My Uber driver upon seeing my face(not on my profile) switches his music from rap to the Chainsmokers and this is probably the worst I’ll ever be racially profiled
If you can name four Metallica songs, you are in Metallica.
*waking up from a nightmare* okay no this is worse
You guys realize “business up front, party in the back” is only about mullets, right?
I’m starting to suspect that all these women with “princess” on their license plate frames are not really princesses at all.
1st Born: If you hold him support his head.
2nd Born: Dangle him by his feet, he loves it.
3rd Born: We don’t have a ball, use your baby brother.
I once accidentally broke up with a girl on a broken-down train, when I said “I don’t think this is going anywhere.”
Me: …so anyway, the doctor said I might be lactose intolerant
Mom: *hysterical crying*
Dad: you’re a disgrace to the State of Wisconsin.

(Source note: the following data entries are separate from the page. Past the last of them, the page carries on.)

#![cfg(feature = "outcome")]
//! Integration tests for the outcome family.
//!
//! - `ResultLogic` / `ErrorLogic<E>`: the tri-state engine
//! - `Outcome`, `OutcomeOf<T>`, `CustomOutcome<E>`, `CustomOutcomeOf<T, E>`
//! - casts between the flavors

use railway::{
    ContractError, CustomOutcome, CustomOutcomeOf, ErrorLogic, Exception, Outcome, OutcomeOf,
    ResultLogic, Status, Unit,
};
use rstest::rstest;
use std::cell::Cell;
use std::cmp::Ordering;

// =============================================================================
// Tri-state Exclusivity
// =============================================================================

fn all_logics() -> Vec<ResultLogic> {
    vec![
        ResultLogic::ok(),
        ResultLogic::warn("slow", None).unwrap(),
        ResultLogic::fail("broken", None).unwrap(),
    ]
}

#[rstest]
fn exactly_one_state_holds() {
    for logic in all_logics() {
        assert_eq!(logic.is_success(), !logic.is_failure());
        if logic.is_warning() {
            assert!(logic.is_success());
        }
        let states = [
            logic.status() == Status::Success,
            logic.status() == Status::Warning,
            logic.status() == Status::Failure,
        ];
        assert_eq!(states.iter().filter(|held| **held).count(), 1);
    }
}

#[rstest]
#[case::warn(Outcome::warn(""))]
#[case::fail(Outcome::fail(""))]
#[case::fail_with_exception(Outcome::fail_with_exception("", Exception::from_message("io")))]
fn empty_message_is_argument_null(#[case] outcome: Result<Outcome, ContractError>) {
    assert_eq!(outcome, Err(ContractError::argument_null("message")));
}

#[rstest]
fn failure_in_error_logic_requires_error() {
    let error = ErrorLogic::<String>::try_fail("broken", None, None).unwrap_err();
    assert!(error.is_argument_null());
}

#[rstest]
fn convertible_to_failure_only_when_not_success() {
    let flags: Vec<bool> = all_logics()
        .iter()
        .map(ResultLogic::is_convertible_to_failure)
        .collect();
    assert_eq!(flags, vec![false, true, true]);
}

// =============================================================================
// Accessors
// =============================================================================

#[rstest]
fn value_is_accessible_for_success_and_warning() {
    assert_eq!(OutcomeOf::ok(1).value(), Ok(&1));
    assert_eq!(OutcomeOf::warn(2, "stale").unwrap().value(), Ok(&2));
    let failure: OutcomeOf<i32> = OutcomeOf::fail("broken").unwrap();
    assert!(failure.value().unwrap_err().is_invalid_operation());
}

#[rstest]
fn error_is_accessible_only_for_failure() {
    let success: CustomOutcomeOf<i32, &str> = CustomOutcomeOf::ok(1);
    let warning: CustomOutcomeOf<i32, &str> = CustomOutcomeOf::warn(1, "stale").unwrap();
    let failure: CustomOutcomeOf<i32, &str> = CustomOutcomeOf::fail("broken", "E").unwrap();
    assert!(success.error().unwrap_err().is_invalid_operation());
    assert!(warning.error().unwrap_err().is_invalid_operation());
    assert_eq!(failure.error(), Ok(&"E"));
}

#[rstest]
fn exception_propagates_through_casts() {
    let exception = Exception::from_message("disk full");
    let failure = Outcome::fail_with_exception("write failed", exception.clone()).unwrap();
    let cast: OutcomeOf<i32> = failure.to_failure().unwrap();
    let custom = cast.with_error("E");
    assert_eq!(custom.exception(), Some(&exception));
    assert_eq!(custom.message(), Some("write failed"));
}

// =============================================================================
// Casts
// =============================================================================

#[rstest]
fn value_factory_never_runs_for_failure() {
    let calls = Cell::new(0);
    let factory = || {
        calls.set(calls.get() + 1);
        "value"
    };
    let failure = Outcome::fail("broken").unwrap();
    assert!(failure.with_value_from(factory).is_failure());
    let custom = CustomOutcome::fail("broken", 1).unwrap();
    assert!(custom.with_value_from(factory).is_failure());
    assert_eq!(calls.get(), 0);

    let warning = Outcome::warn("slow").unwrap();
    assert_eq!(warning.with_value_from(factory).value(), Ok(&"value"));
    assert_eq!(calls.get(), 1);
}

#[rstest]
fn casts_to_failure_reject_success() {
    assert!(Outcome::ok().to_failure::<i32>().unwrap_err().is_invalid_operation());
    assert!(
        OutcomeOf::ok(1)
            .to_custom_failure("E")
            .unwrap_err()
            .is_invalid_operation()
    );
    assert!(
        CustomOutcomeOf::<i32, &str>::ok(1)
            .to_failure::<u8>()
            .unwrap_err()
            .is_invalid_operation()
    );
}

#[rstest]
fn warning_cannot_become_an_error_typed_failure_without_an_error() {
    let warning: CustomOutcomeOf<i32, &str> = CustomOutcomeOf::warn(1, "stale").unwrap();
    assert!(warning.to_custom_failure().unwrap_err().is_argument_null());

    let plain_warning = Outcome::warn("stale").unwrap();
    let failure = plain_warning.to_custom_failure_of::<i32, _>("E").unwrap();
    assert_eq!(failure.error(), Ok(&"E"));
    assert_eq!(failure.message(), Some("stale"));
}

#[rstest]
fn round_trip_through_all_flavors_keeps_state() {
    let failure = Outcome::fail("broken").unwrap();
    let valued = failure.with_value(1);
    let custom_valued = valued.with_error("E");
    let custom = custom_valued.without_value();
    let plain = custom.without_error();
    assert!(plain.is_failure());
    assert_eq!(plain.message(), Some("broken"));
}

#[rstest]
fn with_unit_attaches_unit() {
    assert_eq!(Outcome::ok().with_unit().value(), Ok(&Unit));
}

#[rstest]
fn map_error_changes_error_type() {
    let failure = CustomOutcome::fail("broken", 404_u16).unwrap();
    let mapped = failure.map_error(|code| format!("HTTP {code}"));
    assert_eq!(mapped.error(), Ok(&"HTTP 404".to_string()));
}

// =============================================================================
// Combinators
// =============================================================================

#[rstest]
fn bind_short_circuits_on_failure() {
    let calls = Cell::new(0);
    let failure: OutcomeOf<i32> = OutcomeOf::fail("broken").unwrap();
    let bound = failure.bind(|value| {
        calls.set(calls.get() + 1);
        OutcomeOf::ok(value + 1)
    });
    assert!(bound.is_failure());
    assert_eq!(calls.get(), 0);

    let chained = OutcomeOf::ok(1).bind(|value| OutcomeOf::warn(value + 1, "slow").unwrap());
    assert!(chained.is_warning());
    assert_eq!(chained.value(), Ok(&2));
}

#[rstest]
fn bind_keeps_a_warning_when_the_next_step_succeeds() {
    let valued = OutcomeOf::warn(2, "stale cache")
        .unwrap()
        .bind(|value| OutcomeOf::ok(value * 10));
    assert!(valued.is_warning());
    assert_eq!(valued.message(), Some("stale cache"));
    assert_eq!(valued.value(), Ok(&20));

    let plain = Outcome::warn("stale cache").unwrap().bind(Outcome::ok);
    assert!(plain.is_warning());
    assert_eq!(plain.message(), Some("stale cache"));

    let custom = CustomOutcome::<u16>::warn("stale cache")
        .unwrap()
        .bind(CustomOutcome::ok);
    assert!(custom.is_warning());

    let custom_valued = CustomOutcomeOf::<i32, u16>::warn(2, "stale cache")
        .unwrap()
        .bind(|value| CustomOutcomeOf::ok(value + 1));
    assert!(custom_valued.is_warning());
    assert_eq!(custom_valued.value(), Ok(&3));
}

#[rstest]
fn bind_reports_a_failure_of_the_next_step() {
    let exception = Exception::from_message("cache");
    let warning = OutcomeOf::warn_with_exception(2, "stale cache", exception).unwrap();
    let failed: OutcomeOf<i32> = warning.bind(|_| OutcomeOf::fail("broken").unwrap());
    assert!(failed.is_failure());
    assert_eq!(failed.message(), Some("broken"));
    assert_eq!(failed.exception(), None);
}

#[rstest]
fn match_outcome_treats_warning_as_success() {
    let warning = OutcomeOf::warn(5, "slow").unwrap();
    assert_eq!(warning.match_outcome(|value| value, |_| -1), 5);
    let failure: OutcomeOf<i32> = OutcomeOf::fail("broken").unwrap();
    assert_eq!(
        failure.match_outcome(|_| String::new(), |diagnostic| diagnostic.message().to_owned()),
        "broken"
    );
}

#[rstest]
fn on_success_and_on_failure_return_receiver() {
    let successes = Cell::new(0);
    let failures = Cell::new(0);
    let outcome = CustomOutcomeOf::<i32, &str>::fail("broken", "E")
        .unwrap()
        .on_success(|_| successes.set(successes.get() + 1))
        .on_failure(|_, _| failures.set(failures.get() + 1));
    assert!(outcome.is_failure());
    assert_eq!((successes.get(), failures.get()), (0, 1));
}

#[rstest]
fn if_success_and_value_or() {
    let failure: OutcomeOf<i32> = OutcomeOf::fail("broken").unwrap();
    assert_eq!(failure.clone().if_success(|value| value * 2, -1), -1);
    assert_eq!(failure.value_or(7), 7);
    assert_eq!(OutcomeOf::ok(3).if_success(|value| value * 2, -1), 6);
}

// =============================================================================
// Equality and Ordering
// =============================================================================

#[rstest]
fn failure_sorts_before_warning_before_success() {
    let failure = Outcome::fail("broken").unwrap();
    let warning = Outcome::warn("slow").unwrap();
    let success = Outcome::ok();
    assert_eq!(failure.compare_to(&success), Ordering::Less);
    assert_eq!(success.compare_to(&failure), Ordering::Greater);
    assert_eq!(warning.compare_to(&success), Ordering::Less);
    assert_eq!(failure.compare_to(&warning), Ordering::Less);
}

#[rstest]
fn payload_breaks_ties_between_successes() {
    assert_eq!(OutcomeOf::ok(1).compare_to(&OutcomeOf::ok(2)), Ordering::Less);
    assert_eq!(
        CustomOutcomeOf::<i32, ()>::ok(3).compare_to(&CustomOutcomeOf::ok(3)),
        Ordering::Equal
    );
}

#[rstest]
fn equality_considers_logic_and_payload() {
    assert_eq!(OutcomeOf::ok(1), OutcomeOf::ok(1));
    assert_ne!(OutcomeOf::ok(1), OutcomeOf::warn(1, "slow").unwrap());
    assert_ne!(Outcome::fail("a").unwrap(), Outcome::fail("b").unwrap());
}

#[rstest]
fn only_plain_success_equals_raw_value() {
    assert!(OutcomeOf::ok(5).eq_value(&5));
    assert!(!OutcomeOf::warn(5, "slow").unwrap().eq_value(&5));
    assert!(!CustomOutcomeOf::<i32, ()>::fail("broken", ()).unwrap().eq_value(&5));
}

#[rstest]
fn custom_error_comparer() {
    let first = CustomOutcome::fail("broken", "Code").unwrap();
    let second = CustomOutcome::fail("broken", "CODE").unwrap();
    assert_ne!(first, second);
    let ignore_case = |a: &&str, b: &&str| a.eq_ignore_ascii_case(b);
    assert!(first.eq_with(&second, &ignore_case));
}

#[rstest]
fn shared_success_constant() {
    assert_eq!(Outcome::OK, Outcome::ok());
    assert_eq!(ResultLogic::OK, ResultLogic::default());
}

Don’t come home for Thanksgiving. *slams down phone*
Alien: We come in peace
Human: Aw man, we hate that
If Romeo & Juliet didn’t die and were allowed to marry, they’d have kids, get fat, and eventually hate each other.
So it was a happy ending
Guys, stop telling women “you’re beautiful” get creative. Tell her she looks like she could beat Taylor Swift in a fight. Tell her she looks like she could make nachos that would **ck you up for a week. Tell her she reminds you of a guy you knew in prison.
[renovating house]
ME: How much to add a panic room?
CONTRACTOR: About $50,000.
ME: How about a mild anxiety room?
Son: Mom
Son: Mom
Son: Mom
Son: Mom
OUIJA BOARD: F F S W H A T ???
Son: Have you seen my other shoe?
When I was 22 I’d stay up late and wake up early just so I could fit more in my day
Now if there’s more than 2 things on my agenda I need a nap
ME: I will have 4 blueberry muffins for dinner please
DUNKIN DONUTS CASHIER: Please do not tell us that you’re having them for dinner
And y’all thought 2020 was going to be the worst year
[alternate universe where vegetables enforce the law]
person: *sees a robbery* I’m calling the crops
Imagine meeting the person of your dreams and then finding out they use cutlery to eat a burger.
I told the kids if they’re not good we’re flying United this summer.
announcer: now presenting hollywood’s most illegible bachelor!
audience member: you mean eligible?
announcer: [holds up picture of badly drawn stick man]
Whenever I feel overwhelmed, I ask myself, “What would Jesus do?”, then I hide for three days in a cave
Professor X: What’s your superpower?
Me: I turn positives into negatives.
Confessor X: Oh.
Unless there’s a picture of you getting attacked by a shark, I don’t want to see your vacation pictures.
Me: This lingerie you bought me is super uncomfortable
BF: That’s a mosquito net I got for our camping trip
[first day as a judge]
ME: *bangs gavel* order! order!
GUY: *lowers menu* take it easy buddy what’s with the robe
My IQ used to be higher than my weight, but now I’m fat and dumb.